A dilemma is by its very nature a choice between evils, and that is what now faces other countries over the use of poison gas in Syria.

A dilemma is by its very nature a choice between evils, and that is what now faces other countries over the use of poison gas in Syria. All the options may be “on the table,” but none of them are good.

Nobody denies poison gas was used in rebel-held parts of Damascus on Aug. 21 — not even the Syrian government. As many as 1,000 civilians may have been killed. That’s a whole week’s normal death toll in the Syrian civil war in just one day.

After that, however, we run out of facts. The rebels claim the Baathist regime was responsible, while the Syrian government says the rebels did it themselves in the hope of triggering foreign military intervention. Sending United Nations inspectors will not settle that argument: the gas must have come from government stocks but that doesn’t mean the regime did it.

The rebels have not overrun any of the known storage sites for Syrian chemical weapons but they could have secret supporters inside those sites who smuggled some out to them. If you apply the old test of “who benefits?” the rebels, who are losing ground, have a strong incentive to get the Assad regime blamed for using illegal weapons.

If that gets the United States and other western powers to impose a no-fly zone, or bomb the regime’s military bases, it helps the rebel cause.

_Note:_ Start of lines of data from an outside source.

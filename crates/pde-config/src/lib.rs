//! Loads a worker run's TOML configuration: mesh source, CFL, end time,
//! partition count and logging level.

use serde::Deserialize;
use std::path::{Path, PathBuf};
use thiserror::Error;

#[derive(Debug, Error)]
pub enum ConfigError {
    #[error("could not read configuration file {path}: {source}")]
    Io { path: String, #[source] source: std::io::Error },
    #[error("could not parse configuration file {path}: {source}")]
    Parse { path: String, #[source] source: Box<toml::de::Error> },
}

#[derive(Debug, Deserialize, Clone)]
pub struct MeshConfig {
    pub source: PathBuf,
}

#[derive(Debug, Deserialize, Clone)]
pub struct SolverConfig {
    #[serde(default = "SolverConfig::default_cfl")]
    pub cfl: f64,
    #[serde(default = "SolverConfig::default_end_time")]
    pub end_time: f64,
    #[serde(default = "SolverConfig::default_max_iteration")]
    pub max_iteration: u64,
    #[serde(default = "SolverConfig::default_time_accurate")]
    pub time_accurate: bool,
}

impl SolverConfig {
    const fn default_cfl() -> f64 {
        0.8
    }
    const fn default_end_time() -> f64 {
        0.0
    }
    const fn default_max_iteration() -> u64 {
        10_000
    }
    const fn default_time_accurate() -> bool {
        true
    }
}

impl Default for SolverConfig {
    fn default() -> Self {
        Self {
            cfl: Self::default_cfl(),
            end_time: Self::default_end_time(),
            max_iteration: Self::default_max_iteration(),
            time_accurate: Self::default_time_accurate(),
        }
    }
}

#[derive(Debug, Deserialize, Clone, Default)]
pub struct PartitionConfig {
    #[serde(default)]
    pub nb_parts: u64,
}

#[derive(Debug, Deserialize, Clone)]
pub struct LoggingConfig {
    #[serde(default = "LoggingConfig::default_level")]
    pub level: String,
}

impl LoggingConfig {
    fn default_level() -> String {
        "info".to_string()
    }
}

impl Default for LoggingConfig {
    fn default() -> Self {
        Self { level: Self::default_level() }
    }
}

/// The raw, directly-deserialized shape of `solver.toml`.
#[derive(Debug, Deserialize, Clone)]
pub struct ConfigFile {
    pub mesh: MeshConfig,
    #[serde(default)]
    pub solver: SolverConfig,
    #[serde(default)]
    pub partition: PartitionConfig,
    #[serde(default)]
    pub logging: LoggingConfig,
}

/// A loaded, run-ready configuration: the original source text (for
/// diagnostics), the parsed file, and the partition count clamped against
/// the number of ranks actually available at startup.
#[derive(Debug, Clone)]
pub struct Config {
    pub raw: String,
    pub file: ConfigFile,
    pub effective_nb_parts: u64,
}

/// Prefers `./solver.toml` in the working directory; callers needing a
/// different search policy should pass an explicit path to [`load_from`].
pub fn discover() -> PathBuf {
    PathBuf::from("solver.toml")
}

/// Reads and parses `path` (or the result of [`discover`] if `None`).
/// A missing or malformed file is a hard error rather than something to
/// silently default away, since bad configuration should stop a run before
/// it starts rather than proceed on guessed values.
pub fn load_from(path: Option<PathBuf>) -> Result<Config, ConfigError> {
    let path = path.unwrap_or_else(discover);
    let raw = std::fs::read_to_string(&path).map_err(|e| ConfigError::Io { path: path_display(&path), source: e })?;
    let file = toml::from_str::<ConfigFile>(&raw).map_err(|e| ConfigError::Parse { path: path_display(&path), source: Box::new(e) })?;
    tracing::debug!(path = %path.display(), "configuration loaded");
    Ok(Config { raw, file, effective_nb_parts: 0 })
}

fn path_display(path: &Path) -> String {
    path.display().to_string()
}

impl Config {
    /// Clamps `partition.nb_parts` into `[1, nb_ranks]`, logging if a clamp
    /// occurred. Call once `pde-comm` has reported the cluster size.
    pub fn apply_nb_ranks(&mut self, nb_ranks: u64) -> u64 {
        let requested = if self.file.partition.nb_parts == 0 { nb_ranks } else { self.file.partition.nb_parts };
        let clamped = requested.clamp(1, nb_ranks.max(1));
        if clamped != requested {
            tracing::warn!(requested, clamped, nb_ranks, "partition.nb_parts clamped to available ranks");
        }
        self.effective_nb_parts = clamped;
        clamped
    }
}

So maybe they acted to provide the necessary “evidence.” Some of them are certainly ruthless enough.

The regime is certainly ruthless enough to use chemical weapons and it actually owns them but it is manifestly not to its advantage to do so. President Bashar al-Assad’s troops are winning the war without them and the last thing he needs is foreign military intervention.

On the other hand, armies and regimes have done exceptionally stupid things in the past, particularly when they are isolated and under great pressure. The emerging consensus among western governments is that Assad was responsible, however stupid that seems. What should be done about it?

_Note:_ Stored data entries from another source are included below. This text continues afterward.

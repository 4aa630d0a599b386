use thiserror::Error;

#[derive(Debug, Error)]
pub enum SolverError {
    #[error("setup error: {0}")]
    Setup(String),
    #[error("unknown key: {0}")]
    InvalidKey(String),
    #[error("no value stored for key: {0}")]
    ValueNotFound(String),
    #[error("bad value for {name}: {reason}")]
    BadValue { name: String, reason: String },
    #[error("illegal call: {0}")]
    IllegalCall(String),
    #[error("not implemented: {0}")]
    NotImplemented(String),
    #[error("parallel error: {0}")]
    Parallel(String),
    #[error("failed to converge after {iterations} iterations")]
    FailedToConverge { iterations: u64 },
    #[error(transparent)]
    Mesh(#[from] pde_mesh::MeshError),
    #[error(transparent)]
    History(#[from] pde_history::HistoryError),
}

US military intervention is unlikely to lead to the outcome American foreign policy really desires: the preservation of Syria’s existing secular state, with a change of leadership at the top. If Assad is overthrown, he’ll probably pull the whole edifice down with him. If the rebels win, Islamist radicals will take over. So if a western military intervention is bound to end in tears, why not just skip it?

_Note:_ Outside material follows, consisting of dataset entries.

//! Records named scalar values per solver step, and logs them to a
//! tab-separated file on rank 0.

use pde_comm::Comm;
use pde_table::{Buffer, Table, TableError};
use std::collections::HashMap;
use std::fs::{File, OpenOptions};
use std::io::Write;
use std::path::{Path, PathBuf};
use thiserror::Error;

const BUFFER_BLOCK_SIZE: usize = 32;

#[derive(Debug, Error)]
pub enum HistoryError {
    #[error("history table error: {0}")]
    Table(#[from] TableError),
    #[error("I/O error writing {path}: {source}")]
    Io { path: String, #[source] source: std::io::Error },
}

fn io_err(path: &Path, source: std::io::Error) -> HistoryError {
    HistoryError::Io { path: path.display().to_string(), source }
}

/// One named scalar (or vector-expanded `name[i]`) series, recorded once per
/// [`History::save_entry`].
pub struct History {
    variables: Vec<String>,
    var_index: HashMap<String, usize>,
    staged: HashMap<String, f64>,
    table: Table<f64>,
    buffer: Option<Buffer<f64>>,
    needs_resize: bool,
    pub logging: bool,
    file_path: PathBuf,
    file: Option<File>,
}

impl History {
    pub fn new(file_path: impl Into<PathBuf>) -> Self {
        Self {
            variables: Vec::new(),
            var_index: HashMap::new(),
            staged: HashMap::new(),
            table: Table::new(),
            buffer: None,
            needs_resize: false,
            logging: true,
            file_path: file_path.into(),
            file: None,
        }
    }

    fn declare(&mut self, name: &str) {
        if !self.var_index.contains_key(name) {
            self.var_index.insert(name.to_string(), self.variables.len());
            self.variables.push(name.to_string());
            self.needs_resize = true;
        }
    }

    /// Stages a scalar value for the current (not-yet-saved) entry.
    /// Registering a new name resizes the table lazily on the next
    /// [`save_entry`](Self::save_entry).
    pub fn set(&mut self, name: &str, value: f64) {
        self.declare(name);
        self.staged.insert(name.to_string(), value);
    }

    /// Expands to `name[0], name[1], ...`.
    pub fn set_vector(&mut self, name: &str, values: &[f64]) {
        for (i, &v) in values.iter().enumerate() {
            self.set(&format!("{name}[{i}]"), v);
        }
    }

    /// Grows the table to fit newly-declared variables, padding existing
    /// rows with zero in the new columns. Returns whether a resize happened.
    fn resize_if_necessary(&mut self) -> Result<bool, HistoryError> {
        if !self.needs_resize {
            return Ok(false);
        }
        if let Some(buffer) = self.buffer.take() {
            let mut buffer = buffer;
            buffer.flush(&mut self.table)?;
        }

        let new_width = self.variables.len();
        let old_size = self.table.size();
        let mut new_table = Table::with_row_size(new_width);
        new_table.resize(old_size);
        for row in 0..old_size {
            let old_row = self.table.get_row(row)?.to_vec();
            let mut padded = vec![0.0; new_width];
            padded[..old_row.len()].copy_from_slice(&old_row);
            new_table.set_row(row, &padded)?;
        }
        self.table = new_table;
        self.buffer = Some(self.table.create_buffer(BUFFER_BLOCK_SIZE));
        self.needs_resize = false;
        Ok(true)
    }

    /// Materializes any buffered rows into the table.
    pub fn flush(&mut self) -> Result<(), HistoryError> {
        if let Some(buffer) = self.buffer.as_mut() {
            buffer.flush(&mut self.table)?;
        }
        Ok(())
    }

    /// Commits one row built from the currently staged values (missing
    /// values default to zero), and logs it on rank 0 if logging is on.
    pub fn save_entry(&mut self, comm: &dyn Comm) -> Result<(), HistoryError> {
        let resized = self.resize_if_necessary()?;
        let row: Vec<f64> = self.variables.iter().map(|name| *self.staged.get(name).unwrap_or(&0.0)).collect();
        self.buffer.as_mut().expect("resize_if_necessary always leaves a buffer").add_row(&row)?;

        if self.logging && comm.rank() == 0 {
            if resized {
                self.file = None;
            }
            if self.file.is_none() {
                self.flush()?;
                self.open_file()?;
                self.write_full_table()?;
            } else {
                self.append_entry_line(&row)?;
            }
        }
        Ok(())
    }

    fn open_file(&mut self) -> Result<(), HistoryError> {
        tracing::debug!(path = %self.file_path.display(), nb_variables = self.variables.len(), "opening history file");
        let file = File::create(&self.file_path).map_err(|e| io_err(&self.file_path, e))?;
        self.file = Some(file);
        Ok(())
    }

    fn header_line(&self) -> String {
        let mut line = String::from("#");
        for name in &self.variables {
            line.push_str(&format!("\t{name:>16}"));
        }
        line.push('\n');
        line
    }

    fn row_line(row: &[f64]) -> String {
        let mut line = String::new();
        for v in row {
            line.push_str(&format!("\t{v:>16.9e}"));
        }
        line.push('\n');
        line
    }

    fn write_full_table(&mut self) -> Result<(), HistoryError> {
        self.flush()?;
        let header = self.header_line();
        let rows: Vec<String> = self.table.rows().map(Self::row_line).collect();
        let file = self.file.as_mut().expect("open_file called just before this");
        file.write_all(header.as_bytes()).map_err(|e| io_err(&self.file_path, e))?;
        for row in rows {
            file.write_all(row.as_bytes()).map_err(|e| io_err(&self.file_path, e))?;
        }
        file.flush().map_err(|e| io_err(&self.file_path, e))?;
        Ok(())
    }

    fn append_entry_line(&mut self, row: &[f64]) -> Result<(), HistoryError> {
        let line = Self::row_line(row);
        let file = self.file.as_mut().expect("file is open in this branch");
        file.write_all(line.as_bytes()).map_err(|e| io_err(&self.file_path, e))?;
        file.flush().map_err(|e| io_err(&self.file_path, e))?;
        Ok(())
    }

    /// Writes the current table to `file_uri` on rank 0, independent of the
    /// logging file.
    pub fn write_to(&mut self, path: impl AsRef<Path>, comm: &dyn Comm) -> Result<(), HistoryError> {
        if comm.rank() != 0 {
            return Ok(());
        }
        self.flush()?;
        let path = path.as_ref();
        let mut file = OpenOptions::new().write(true).create(true).truncate(true).open(path).map_err(|e| io_err(path, e))?;
        file.write_all(self.header_line().as_bytes()).map_err(|e| io_err(path, e))?;
        for row in self.table.rows() {
            file.write_all(Self::row_line(row).as_bytes()).map_err(|e| io_err(path, e))?;
        }
        Ok(())
    }
}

Because chemical weapons are classed as “weapons of mass destruction” and there is an international treaty banning their use.

If you let Assad get away with this, goes the argument, he will have breached an important international taboo on the use of WMD. Well, not really.

Biological weapons (“germ warfare”) are truly horrifying weapons of mass destruction, banned by treaty and nobody has ever used them. Nuclear weapons can kill by the billions; they have never been banned but they haven’t been used in war for 68 years now. Poison gas, however, is not really a weapon of mass destruction at all.

Napalm, fuel-air explosives and cluster bombs are just as nasty as poison gas and perfectly legal. The historic ban on poison gas is a valuable deterrent but it has survived some previous breaches and preventing this one is not worth a war.

Especially if it is, from the point of view of the potential interveners, an unwinnable war.

Gwynne Dyer is an independent journalist whose articles are published in 45 countries.